In the field of modern medicine, there is constant discussion about whether and how much artificial intelligence can help doctors in decision-making. The latest research, focusing on the specialization of otorhinolaryngology (ORL – i.e., ears, nose, and throat), has provided concrete data. The study used 250 anonymized patient cases to test five of the most prominent models currently available: ChatGPT-5.1, Gemini 3 Pro, Grok 4, LLaMA 4, and DeepSeek V4-R1.
Benchmark in Clinical Practice: Who Leads in the Model Showdown?
The researchers did not just evaluate whether a model "wrote something," but focused on strictly defined parameters: diagnostic accuracy, adherence to professional recommendations (guidelines), and, most importantly, safety. The evaluation was performed by two certified ORL specialists using a 6-point Likert scale, where 1 meant completely wrong and 6 meant excellent.
The results are unambiguous. ChatGPT-5.1 achieved an average score of 5.72 out of 6, clearly surpassing its competitors. For comparison, although other models showed a high level of expertise, the difference in overall decision-making quality was statistically significant (p 0.001).
Here is a brief comparison of performance in key domains according to available data:
- Diagnostic Accuracy: ChatGPT-5.1 achieved a top result of 5.81.
- Adherence to Professional Procedures: ChatGPT-5.1 scored 5.77.
- Safety (risk of incorrect recommendation): ChatGPT-5.1 (0.4%) vs. Grok 4 (2.4%).
An interesting finding is that the Grok 4 model recorded the highest percentage of incorrect or unsafe recommendations, primarily due to errors in interpreting radiological findings or completely omitting key information. In contrast, ChatGPT-5.1 showed an extremely low rate of risky errors.
Technical Background: What Does This Mean for Medical AI?
To understand the results, it is important to define what these models can do. It's not about AI replacing doctors, but about it functioning as a Clinical Decision Support System. Models like LLaMA 4 or DeepSeek, while technologically fascinating and in many respects very capable in general tasks, still show slight fluctuations in consistency in specific medical subspecialties such as otology or rhinology.
In the context of the research, a high correlation was confirmed between a model's ability to adhere to professional standards and its diagnostic accuracy (r = 0.62). This means that if a model "knows the rules," it can also correctly interpret symptoms. For developers, this means that future model training must focus primarily on structured medical data and not just general texts from the internet.
Availability and Price for Users in the Czech Republic
If you are interested in these results from a practical application perspective, it is important to know that all tested models are also available to users in the Czech Republic.
- ChatGPT (OpenAI): Available in Czech. For advanced features (including access to the latest version 5.1), a ChatGPT Plus subscription is required, costing approximately 20 USD (approx. 460 CZK) per month. Gemini (Google): Full integration into the Google ecosystem, available in Czech. Gemini Advanced subscription is part of the Google One AI Premium package (approx. 400 CZK/month).
- Llama 4 (Meta): As an open-source model, it is available for free to developers, but requires its own infrastructure or cloud services.

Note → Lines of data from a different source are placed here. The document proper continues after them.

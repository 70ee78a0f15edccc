use ewkt::*;
use proptest::prelude::*;

fn coord() -> impl Strategy<Value=f64> {
  prop_oneof![(-1000i32..1000).prop_map(f64::from), -1e6f64..1e6]
}

fn point(dims: Dimension) -> impl Strategy<Value=Point> {
  prop::collection::vec(coord(), dims.ordinates()).prop_map(move |c| Point {
    x: c[0],
    y: c[1],
    z: if dims.has_z() { Some(c[2]) } else { None },
    m: match dims { Dimension::Xym => Some(c[2]), Dimension::Xyzm => Some(c[3]), _ => None },
  })
}

fn dims() -> impl Strategy<Value=Dimension> {
  prop_oneof![Just(Dimension::Xy), Just(Dimension::Xyz), Just(Dimension::Xym), Just(Dimension::Xyzm)]
}

fn ring(dims: Dimension) -> impl Strategy<Value=Ring> {
  prop::collection::vec(point(dims), 3..8).prop_map(|mut points| {
    points.push(points[0]);
    Ring { points }
  })
}

fn polygon(dims: Dimension) -> impl Strategy<Value=Polygon> {
  (ring(dims), prop::collection::vec(ring(dims), 0..3)).prop_map(|(exterior, interiors)| Polygon { exterior, interiors })
}

fn shape(dims: Dimension) -> impl Strategy<Value=Shape> {
  let leaf = prop_oneof![
    point(dims).prop_map(Shape::Point),
    prop::collection::vec(point(dims), 2..6).prop_map(|points| Shape::LineString(LineString { points })),
    polygon(dims).prop_map(Shape::Polygon),
    prop::collection::vec(polygon(dims), 1..3).prop_map(Shape::MultiPolygon),
    prop::collection::vec(point(dims), 1..6).prop_map(Shape::MultiPoint),
    prop::collection::vec(prop::collection::vec(point(dims), 2..4).prop_map(|points| LineString { points }), 1..4)
      .prop_map(Shape::MultiLineString),
  ];
  leaf.prop_recursive(3, 24, 4, |inner| prop::collection::vec(inner, 1..4).prop_map(Shape::GeometryCollection))
}

fn geometry() -> impl Strategy<Value=Geometry> {
  (any::<i32>(), dims()).prop_flat_map(|(srid, dims)| shape(dims).prop_map(move |shape| Geometry { srid, dims, shape }))
}

proptest! {
  /// Writing a geometry and parsing it back gives the same tree.
  #[test]
  fn prop_round_trip(g in geometry()) {
    let text = g.to_ewkt();
    prop_assert_eq!(parse(&text), Ok(g));
  }

  /// Points come out in the order they were written.
  #[test]
  fn prop_linestring_order(xs in prop::collection::vec(-1000i32..1000, 2..40)) {
    let text = format!("LINESTRING({})", xs.iter().map(|x| format!("{} 0", x)).collect::<Vec<_>>().join(", "));
    match parse(&text).map(|g| g.shape) {
      Ok(Shape::LineString(l)) => prop_assert_eq!(l.points.iter().map(|p| p.x as i32).collect::<Vec<_>>(), xs),
      r => prop_assert!(false, "unexpected {:?}", r),
    }
  }

  /// Every point carries exactly the ordinates its text has.
  #[test]
  fn prop_ordinate_count(n in 2usize..5, points in 1usize..10) {
    let coords = vec!["1"; n].join(" ");
    let text = format!("MULTIPOINT({})", vec![coords.as_str(); points].join(", "));
    let g = parse(&text).unwrap();
    prop_assert_eq!(g.dims.ordinates(), n);
    prop_assert_eq!(g.shape.point_count(), points);
  }

  /// Cutting a valid text short never gives a geometry.
  #[test]
  fn prop_truncated_fails(cut in 1usize..38) {
    let text = "POLYGON((0 0, 10 0, 10 10, 0 10, 0 0))";
    prop_assert!(parse(&text[..cut]).is_err());
  }
}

Practical Impact: What Does This Mean for Czech Medicine and the EU?
This research has a fundamental impact not only on technological development but also on legislation. The AI Act is already in force in the European Union, classifying systems used in medicine as high-risk. This means that any model that is to be officially used for diagnosis in Czech hospitals in the future must undergo an extremely strict certification process.
For the Czech medical community, this means that we will not yet see "AI doctors" in every practice, but very soon, assistants will begin to appear in hospital systems to help with report transcription, drug interaction checks, or X-ray image analysis based on the outputs of these models. The study's finding that ChatGPT-5.1 is almost flawless in safety is crucial for this implementation.
For the average user in the Czech Republic, however, there is a warning: even though these models are incredibly intelligent, they are still statistical text predictors. As the study shows, even with a top model, errors can occur, although they are very rare. In medicine, therefore, the principle of "Human-in-the-loop" – meaning a human who always checks the final decision – remains essential.
Can a doctor in the Czech Republic legally use ChatGPT for patient diagnosis?
No, currently ChatGPT does not serve as certified medical software. However, it can be used as an auxiliary tool for text analysis or preparing background materials, with the final diagnostic responsibility remaining solely with the doctor.
Is ChatGPT-5.1 safe for use in Czech?
The study focused primarily on English professional texts and standard medical protocols. Although the model is very capable in Czech, professional review is still necessary when interpreting specific Czech medical terms to avoid incorrect translation interpretation of a professional term.
What is the main difference between the models in this study?
The main difference lay in the level of safety and adherence to rules. While ChatGPT-5.1 showed minimal errors (0.4%), models like Grok 4 had a significantly higher rate of incorrect recommendations (2.4%), especially in the area of image diagnostics interpretation.